Content starts

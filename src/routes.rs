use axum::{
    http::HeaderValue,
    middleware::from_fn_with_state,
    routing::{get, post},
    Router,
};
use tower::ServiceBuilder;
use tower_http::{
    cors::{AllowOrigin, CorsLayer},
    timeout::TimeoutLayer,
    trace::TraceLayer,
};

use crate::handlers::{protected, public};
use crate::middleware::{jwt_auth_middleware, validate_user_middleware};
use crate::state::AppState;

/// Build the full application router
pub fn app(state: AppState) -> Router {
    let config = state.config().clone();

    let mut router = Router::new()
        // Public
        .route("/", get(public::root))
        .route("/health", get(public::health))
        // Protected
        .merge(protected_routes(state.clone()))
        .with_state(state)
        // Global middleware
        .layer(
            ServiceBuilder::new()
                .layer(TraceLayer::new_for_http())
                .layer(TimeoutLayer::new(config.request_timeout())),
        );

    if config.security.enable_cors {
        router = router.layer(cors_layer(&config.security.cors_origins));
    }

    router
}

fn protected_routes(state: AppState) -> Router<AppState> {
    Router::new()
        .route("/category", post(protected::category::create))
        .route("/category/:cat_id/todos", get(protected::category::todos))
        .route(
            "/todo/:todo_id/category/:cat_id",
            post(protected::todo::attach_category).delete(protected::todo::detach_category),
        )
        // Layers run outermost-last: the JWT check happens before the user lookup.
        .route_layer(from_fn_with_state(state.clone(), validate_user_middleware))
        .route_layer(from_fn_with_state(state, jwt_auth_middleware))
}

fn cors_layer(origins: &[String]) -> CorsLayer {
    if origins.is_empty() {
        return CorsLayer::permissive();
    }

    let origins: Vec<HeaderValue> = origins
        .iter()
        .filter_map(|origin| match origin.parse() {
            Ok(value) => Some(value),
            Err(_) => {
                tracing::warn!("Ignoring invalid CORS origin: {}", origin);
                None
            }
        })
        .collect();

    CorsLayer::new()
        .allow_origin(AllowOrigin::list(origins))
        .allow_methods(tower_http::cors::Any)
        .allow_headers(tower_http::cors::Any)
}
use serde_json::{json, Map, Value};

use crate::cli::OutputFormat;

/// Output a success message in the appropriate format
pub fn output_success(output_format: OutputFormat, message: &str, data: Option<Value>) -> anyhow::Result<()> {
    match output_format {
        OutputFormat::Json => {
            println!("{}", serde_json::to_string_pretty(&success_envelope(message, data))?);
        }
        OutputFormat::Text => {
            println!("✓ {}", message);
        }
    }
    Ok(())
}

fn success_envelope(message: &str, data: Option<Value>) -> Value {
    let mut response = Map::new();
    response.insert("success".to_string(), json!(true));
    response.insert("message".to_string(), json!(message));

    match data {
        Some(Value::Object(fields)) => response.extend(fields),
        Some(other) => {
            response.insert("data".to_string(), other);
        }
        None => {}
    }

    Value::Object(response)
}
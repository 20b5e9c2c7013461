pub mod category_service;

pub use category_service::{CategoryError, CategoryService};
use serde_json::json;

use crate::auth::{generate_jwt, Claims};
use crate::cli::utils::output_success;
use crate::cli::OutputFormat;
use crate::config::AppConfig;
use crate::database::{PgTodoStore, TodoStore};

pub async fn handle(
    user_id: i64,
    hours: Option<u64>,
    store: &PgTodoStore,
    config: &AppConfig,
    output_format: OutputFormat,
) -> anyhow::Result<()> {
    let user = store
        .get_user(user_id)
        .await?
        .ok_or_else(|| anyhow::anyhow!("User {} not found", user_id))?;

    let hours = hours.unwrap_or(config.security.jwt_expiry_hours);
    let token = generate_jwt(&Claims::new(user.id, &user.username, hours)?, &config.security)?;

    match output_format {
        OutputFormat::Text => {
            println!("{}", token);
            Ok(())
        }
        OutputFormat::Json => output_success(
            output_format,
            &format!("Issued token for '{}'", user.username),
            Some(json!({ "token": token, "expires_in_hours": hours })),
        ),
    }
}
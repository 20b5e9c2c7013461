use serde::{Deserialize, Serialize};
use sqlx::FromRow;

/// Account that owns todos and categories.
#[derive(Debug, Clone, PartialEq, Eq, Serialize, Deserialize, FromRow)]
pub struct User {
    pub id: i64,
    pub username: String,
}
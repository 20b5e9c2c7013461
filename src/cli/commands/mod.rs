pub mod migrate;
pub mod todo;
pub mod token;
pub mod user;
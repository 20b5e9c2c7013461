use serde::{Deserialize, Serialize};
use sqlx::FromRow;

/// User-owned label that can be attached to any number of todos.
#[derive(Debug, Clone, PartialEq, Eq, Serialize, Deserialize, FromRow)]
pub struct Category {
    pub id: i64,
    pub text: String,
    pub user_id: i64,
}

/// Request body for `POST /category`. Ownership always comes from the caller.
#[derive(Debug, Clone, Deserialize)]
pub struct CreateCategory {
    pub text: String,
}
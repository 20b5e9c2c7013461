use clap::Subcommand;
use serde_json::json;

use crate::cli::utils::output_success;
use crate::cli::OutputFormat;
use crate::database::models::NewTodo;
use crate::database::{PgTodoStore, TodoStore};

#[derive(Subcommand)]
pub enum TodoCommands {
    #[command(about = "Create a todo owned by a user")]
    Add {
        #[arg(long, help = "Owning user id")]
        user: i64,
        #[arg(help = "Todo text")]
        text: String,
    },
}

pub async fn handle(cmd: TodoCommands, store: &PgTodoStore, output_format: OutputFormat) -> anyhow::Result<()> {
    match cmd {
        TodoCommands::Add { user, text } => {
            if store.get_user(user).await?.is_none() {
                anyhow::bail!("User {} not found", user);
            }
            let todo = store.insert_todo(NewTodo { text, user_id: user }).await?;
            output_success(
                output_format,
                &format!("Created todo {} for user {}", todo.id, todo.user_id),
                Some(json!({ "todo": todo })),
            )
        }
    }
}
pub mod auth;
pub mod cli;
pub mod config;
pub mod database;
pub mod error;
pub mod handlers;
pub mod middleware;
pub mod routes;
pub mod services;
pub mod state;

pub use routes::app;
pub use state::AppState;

Content ends
Content starts

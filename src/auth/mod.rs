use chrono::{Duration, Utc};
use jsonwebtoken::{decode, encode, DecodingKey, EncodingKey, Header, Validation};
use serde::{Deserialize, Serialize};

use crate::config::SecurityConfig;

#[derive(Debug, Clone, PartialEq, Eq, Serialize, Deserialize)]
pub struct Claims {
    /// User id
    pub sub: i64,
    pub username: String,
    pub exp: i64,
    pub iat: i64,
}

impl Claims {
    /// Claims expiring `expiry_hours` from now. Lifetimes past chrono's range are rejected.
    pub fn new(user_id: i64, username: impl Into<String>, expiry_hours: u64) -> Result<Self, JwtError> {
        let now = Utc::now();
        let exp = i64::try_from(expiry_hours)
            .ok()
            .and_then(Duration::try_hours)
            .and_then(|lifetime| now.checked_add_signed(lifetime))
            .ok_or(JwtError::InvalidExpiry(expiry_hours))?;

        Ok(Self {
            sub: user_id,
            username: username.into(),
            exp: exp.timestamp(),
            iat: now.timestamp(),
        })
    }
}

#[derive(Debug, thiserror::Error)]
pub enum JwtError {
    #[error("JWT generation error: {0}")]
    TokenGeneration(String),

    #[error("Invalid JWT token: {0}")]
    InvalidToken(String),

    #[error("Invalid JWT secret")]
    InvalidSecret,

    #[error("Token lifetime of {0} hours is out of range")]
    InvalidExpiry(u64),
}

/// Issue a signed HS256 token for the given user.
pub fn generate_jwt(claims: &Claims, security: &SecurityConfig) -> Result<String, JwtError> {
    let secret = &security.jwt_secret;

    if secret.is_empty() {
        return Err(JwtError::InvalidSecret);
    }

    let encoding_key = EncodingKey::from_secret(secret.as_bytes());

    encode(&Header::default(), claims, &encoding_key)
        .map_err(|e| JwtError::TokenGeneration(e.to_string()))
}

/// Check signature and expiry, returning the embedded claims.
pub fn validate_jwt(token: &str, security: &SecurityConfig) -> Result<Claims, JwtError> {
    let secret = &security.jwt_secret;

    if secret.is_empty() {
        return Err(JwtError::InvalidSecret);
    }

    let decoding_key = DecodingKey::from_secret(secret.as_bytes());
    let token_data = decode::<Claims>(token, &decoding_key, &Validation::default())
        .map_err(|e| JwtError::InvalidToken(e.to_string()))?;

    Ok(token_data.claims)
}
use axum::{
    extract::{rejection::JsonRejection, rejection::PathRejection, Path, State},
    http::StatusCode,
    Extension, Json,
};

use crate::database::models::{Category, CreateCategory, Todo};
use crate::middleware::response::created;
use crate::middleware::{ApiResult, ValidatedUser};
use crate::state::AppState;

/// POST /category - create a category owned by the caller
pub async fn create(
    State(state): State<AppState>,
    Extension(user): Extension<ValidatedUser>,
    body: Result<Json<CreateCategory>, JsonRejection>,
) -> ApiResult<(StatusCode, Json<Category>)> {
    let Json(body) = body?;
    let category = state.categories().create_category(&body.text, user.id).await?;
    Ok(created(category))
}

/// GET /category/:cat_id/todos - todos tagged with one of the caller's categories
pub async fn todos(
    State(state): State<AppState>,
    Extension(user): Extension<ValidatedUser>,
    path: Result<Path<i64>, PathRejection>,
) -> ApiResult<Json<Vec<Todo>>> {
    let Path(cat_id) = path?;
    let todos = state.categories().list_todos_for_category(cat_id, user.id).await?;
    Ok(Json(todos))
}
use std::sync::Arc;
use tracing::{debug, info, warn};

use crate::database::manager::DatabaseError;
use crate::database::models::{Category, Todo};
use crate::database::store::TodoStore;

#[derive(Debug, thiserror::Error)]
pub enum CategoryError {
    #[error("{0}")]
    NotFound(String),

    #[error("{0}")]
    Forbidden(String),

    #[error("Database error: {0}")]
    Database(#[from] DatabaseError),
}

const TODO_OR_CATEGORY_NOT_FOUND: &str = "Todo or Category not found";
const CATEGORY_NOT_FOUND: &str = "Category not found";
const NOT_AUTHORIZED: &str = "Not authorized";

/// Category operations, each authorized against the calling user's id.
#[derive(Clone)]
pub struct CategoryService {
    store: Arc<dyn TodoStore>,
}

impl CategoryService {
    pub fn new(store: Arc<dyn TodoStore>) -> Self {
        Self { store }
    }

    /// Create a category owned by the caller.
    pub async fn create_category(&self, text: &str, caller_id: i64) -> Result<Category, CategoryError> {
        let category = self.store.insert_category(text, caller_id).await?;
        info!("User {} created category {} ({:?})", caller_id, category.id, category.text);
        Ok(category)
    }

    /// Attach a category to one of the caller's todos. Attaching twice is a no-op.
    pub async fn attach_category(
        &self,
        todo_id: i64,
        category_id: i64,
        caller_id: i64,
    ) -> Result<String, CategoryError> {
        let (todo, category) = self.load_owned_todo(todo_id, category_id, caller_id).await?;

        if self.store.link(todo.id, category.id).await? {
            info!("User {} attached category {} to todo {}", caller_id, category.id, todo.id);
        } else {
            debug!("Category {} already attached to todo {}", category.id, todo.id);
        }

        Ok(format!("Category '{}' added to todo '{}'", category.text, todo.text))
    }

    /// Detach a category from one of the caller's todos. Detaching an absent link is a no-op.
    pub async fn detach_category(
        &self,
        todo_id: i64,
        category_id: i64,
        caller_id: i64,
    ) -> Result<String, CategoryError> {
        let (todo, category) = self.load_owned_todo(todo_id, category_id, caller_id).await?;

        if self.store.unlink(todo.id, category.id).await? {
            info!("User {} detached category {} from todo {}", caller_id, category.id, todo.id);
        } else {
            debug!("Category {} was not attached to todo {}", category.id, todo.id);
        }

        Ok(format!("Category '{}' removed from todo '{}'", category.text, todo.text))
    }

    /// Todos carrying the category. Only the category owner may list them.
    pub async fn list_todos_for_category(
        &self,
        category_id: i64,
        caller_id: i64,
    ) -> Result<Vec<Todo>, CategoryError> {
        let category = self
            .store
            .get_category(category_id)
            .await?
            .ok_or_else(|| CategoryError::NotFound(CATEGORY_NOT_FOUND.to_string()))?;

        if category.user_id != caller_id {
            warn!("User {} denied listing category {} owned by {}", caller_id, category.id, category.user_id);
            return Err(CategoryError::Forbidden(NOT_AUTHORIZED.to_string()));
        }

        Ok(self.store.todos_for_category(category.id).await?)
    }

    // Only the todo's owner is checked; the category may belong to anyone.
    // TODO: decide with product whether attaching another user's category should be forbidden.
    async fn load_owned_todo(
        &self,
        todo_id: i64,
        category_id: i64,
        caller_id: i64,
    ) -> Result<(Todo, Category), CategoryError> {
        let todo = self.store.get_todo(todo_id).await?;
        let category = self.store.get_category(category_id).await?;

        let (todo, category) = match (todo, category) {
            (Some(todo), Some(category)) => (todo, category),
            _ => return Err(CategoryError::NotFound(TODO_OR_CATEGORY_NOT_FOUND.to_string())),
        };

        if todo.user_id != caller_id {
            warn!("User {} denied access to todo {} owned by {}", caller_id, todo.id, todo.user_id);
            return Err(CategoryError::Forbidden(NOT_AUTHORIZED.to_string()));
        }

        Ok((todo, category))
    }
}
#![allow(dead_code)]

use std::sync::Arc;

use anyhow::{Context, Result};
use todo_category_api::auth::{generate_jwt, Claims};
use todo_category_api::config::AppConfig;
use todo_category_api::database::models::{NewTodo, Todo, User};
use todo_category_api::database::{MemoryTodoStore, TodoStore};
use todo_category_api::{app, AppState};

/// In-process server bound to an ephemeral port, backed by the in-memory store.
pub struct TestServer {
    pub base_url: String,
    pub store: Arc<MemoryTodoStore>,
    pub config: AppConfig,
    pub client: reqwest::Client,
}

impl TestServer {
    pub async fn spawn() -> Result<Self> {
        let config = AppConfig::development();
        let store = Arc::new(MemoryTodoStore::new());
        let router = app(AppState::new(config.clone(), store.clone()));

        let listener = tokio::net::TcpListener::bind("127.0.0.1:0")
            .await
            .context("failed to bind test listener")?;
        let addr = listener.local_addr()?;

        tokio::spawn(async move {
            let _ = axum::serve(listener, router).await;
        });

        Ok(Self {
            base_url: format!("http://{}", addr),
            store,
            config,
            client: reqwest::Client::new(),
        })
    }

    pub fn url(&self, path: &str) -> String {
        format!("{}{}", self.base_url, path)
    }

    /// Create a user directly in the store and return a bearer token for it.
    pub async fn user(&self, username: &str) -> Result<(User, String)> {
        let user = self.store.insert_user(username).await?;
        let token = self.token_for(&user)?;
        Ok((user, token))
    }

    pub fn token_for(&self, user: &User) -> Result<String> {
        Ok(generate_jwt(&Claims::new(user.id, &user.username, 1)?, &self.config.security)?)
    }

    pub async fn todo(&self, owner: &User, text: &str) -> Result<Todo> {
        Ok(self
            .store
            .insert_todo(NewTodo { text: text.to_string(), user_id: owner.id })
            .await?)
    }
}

Content ends

Scan the data above and copy each line containing the word "DatabaseError".

use crate::database::manager::DatabaseError;
    Database(#[from] DatabaseError),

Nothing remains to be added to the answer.